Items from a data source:
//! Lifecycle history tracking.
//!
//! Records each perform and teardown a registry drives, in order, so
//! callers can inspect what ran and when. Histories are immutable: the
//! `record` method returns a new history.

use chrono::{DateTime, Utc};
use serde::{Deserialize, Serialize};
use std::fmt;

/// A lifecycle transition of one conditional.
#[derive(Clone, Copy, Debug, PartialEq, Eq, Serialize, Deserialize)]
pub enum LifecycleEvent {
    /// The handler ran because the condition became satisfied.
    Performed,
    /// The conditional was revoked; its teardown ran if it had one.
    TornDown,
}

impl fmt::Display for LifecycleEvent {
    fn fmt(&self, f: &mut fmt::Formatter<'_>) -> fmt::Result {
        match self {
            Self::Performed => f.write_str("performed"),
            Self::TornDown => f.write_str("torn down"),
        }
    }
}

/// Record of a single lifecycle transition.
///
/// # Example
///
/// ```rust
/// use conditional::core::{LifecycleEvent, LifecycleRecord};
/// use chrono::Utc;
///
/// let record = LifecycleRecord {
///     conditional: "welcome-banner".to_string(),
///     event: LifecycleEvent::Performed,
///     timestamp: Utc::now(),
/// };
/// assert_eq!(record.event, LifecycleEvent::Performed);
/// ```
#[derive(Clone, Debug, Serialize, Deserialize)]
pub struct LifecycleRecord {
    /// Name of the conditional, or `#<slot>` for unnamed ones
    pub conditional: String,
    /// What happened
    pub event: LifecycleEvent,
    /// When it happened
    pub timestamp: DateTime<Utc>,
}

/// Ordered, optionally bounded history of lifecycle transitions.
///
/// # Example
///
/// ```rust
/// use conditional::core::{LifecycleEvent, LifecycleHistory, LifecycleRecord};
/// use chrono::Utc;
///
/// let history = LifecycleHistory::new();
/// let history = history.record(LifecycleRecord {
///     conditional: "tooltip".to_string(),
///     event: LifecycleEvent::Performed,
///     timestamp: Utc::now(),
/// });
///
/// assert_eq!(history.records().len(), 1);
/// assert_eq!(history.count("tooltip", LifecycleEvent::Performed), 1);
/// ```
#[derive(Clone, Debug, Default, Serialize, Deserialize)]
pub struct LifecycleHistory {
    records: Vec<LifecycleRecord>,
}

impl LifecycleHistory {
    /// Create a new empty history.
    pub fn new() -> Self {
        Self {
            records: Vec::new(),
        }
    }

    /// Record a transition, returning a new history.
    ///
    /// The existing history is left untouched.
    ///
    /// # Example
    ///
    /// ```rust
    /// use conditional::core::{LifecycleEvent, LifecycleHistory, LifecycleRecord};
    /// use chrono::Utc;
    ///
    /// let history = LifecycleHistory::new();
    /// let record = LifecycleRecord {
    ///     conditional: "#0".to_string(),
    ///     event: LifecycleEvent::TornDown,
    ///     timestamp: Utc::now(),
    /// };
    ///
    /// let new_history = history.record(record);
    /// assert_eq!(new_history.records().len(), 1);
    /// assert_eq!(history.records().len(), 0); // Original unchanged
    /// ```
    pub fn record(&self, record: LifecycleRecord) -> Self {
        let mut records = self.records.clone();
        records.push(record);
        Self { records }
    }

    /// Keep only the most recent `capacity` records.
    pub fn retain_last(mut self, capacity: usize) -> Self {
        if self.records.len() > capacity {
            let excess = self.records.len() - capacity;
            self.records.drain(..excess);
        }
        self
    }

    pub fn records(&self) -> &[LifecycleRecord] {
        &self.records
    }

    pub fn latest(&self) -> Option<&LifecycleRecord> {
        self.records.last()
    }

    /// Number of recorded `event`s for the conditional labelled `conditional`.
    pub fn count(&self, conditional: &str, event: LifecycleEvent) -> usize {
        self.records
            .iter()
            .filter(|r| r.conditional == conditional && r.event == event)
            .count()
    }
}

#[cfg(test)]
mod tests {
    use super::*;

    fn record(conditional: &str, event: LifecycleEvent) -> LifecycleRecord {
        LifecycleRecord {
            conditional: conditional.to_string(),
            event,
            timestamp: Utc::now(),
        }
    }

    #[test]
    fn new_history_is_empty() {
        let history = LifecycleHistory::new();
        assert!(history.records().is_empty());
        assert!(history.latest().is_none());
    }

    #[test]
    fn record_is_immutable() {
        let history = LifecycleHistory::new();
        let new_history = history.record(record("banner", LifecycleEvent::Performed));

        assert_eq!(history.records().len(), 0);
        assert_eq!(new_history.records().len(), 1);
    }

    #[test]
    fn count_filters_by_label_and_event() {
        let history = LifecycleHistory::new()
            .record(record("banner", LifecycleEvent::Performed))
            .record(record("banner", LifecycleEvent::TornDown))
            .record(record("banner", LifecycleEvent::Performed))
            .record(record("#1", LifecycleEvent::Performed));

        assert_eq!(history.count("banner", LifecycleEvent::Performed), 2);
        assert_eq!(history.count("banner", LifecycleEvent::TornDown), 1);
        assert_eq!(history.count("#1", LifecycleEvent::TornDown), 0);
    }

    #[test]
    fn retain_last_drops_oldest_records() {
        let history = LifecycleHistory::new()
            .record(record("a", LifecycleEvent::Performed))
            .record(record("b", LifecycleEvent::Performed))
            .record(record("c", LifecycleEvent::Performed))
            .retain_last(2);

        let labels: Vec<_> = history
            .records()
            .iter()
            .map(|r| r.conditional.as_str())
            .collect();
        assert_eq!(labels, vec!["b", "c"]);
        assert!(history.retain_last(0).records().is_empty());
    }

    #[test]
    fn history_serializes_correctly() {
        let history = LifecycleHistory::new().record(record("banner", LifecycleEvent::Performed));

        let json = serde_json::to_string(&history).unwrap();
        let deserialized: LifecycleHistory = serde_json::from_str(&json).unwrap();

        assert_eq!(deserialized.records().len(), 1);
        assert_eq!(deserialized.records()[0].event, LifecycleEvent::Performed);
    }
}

Try it:
Show, from the entries above, every line that includes the string "derive".

Answer to this task:
#[derive(Clone, Copy, Debug, PartialEq, Eq, Serialize, Deserialize)]
#[derive(Clone, Debug, Serialize, Deserialize)]
#[derive(Clone, Debug, Default, Serialize, Deserialize)]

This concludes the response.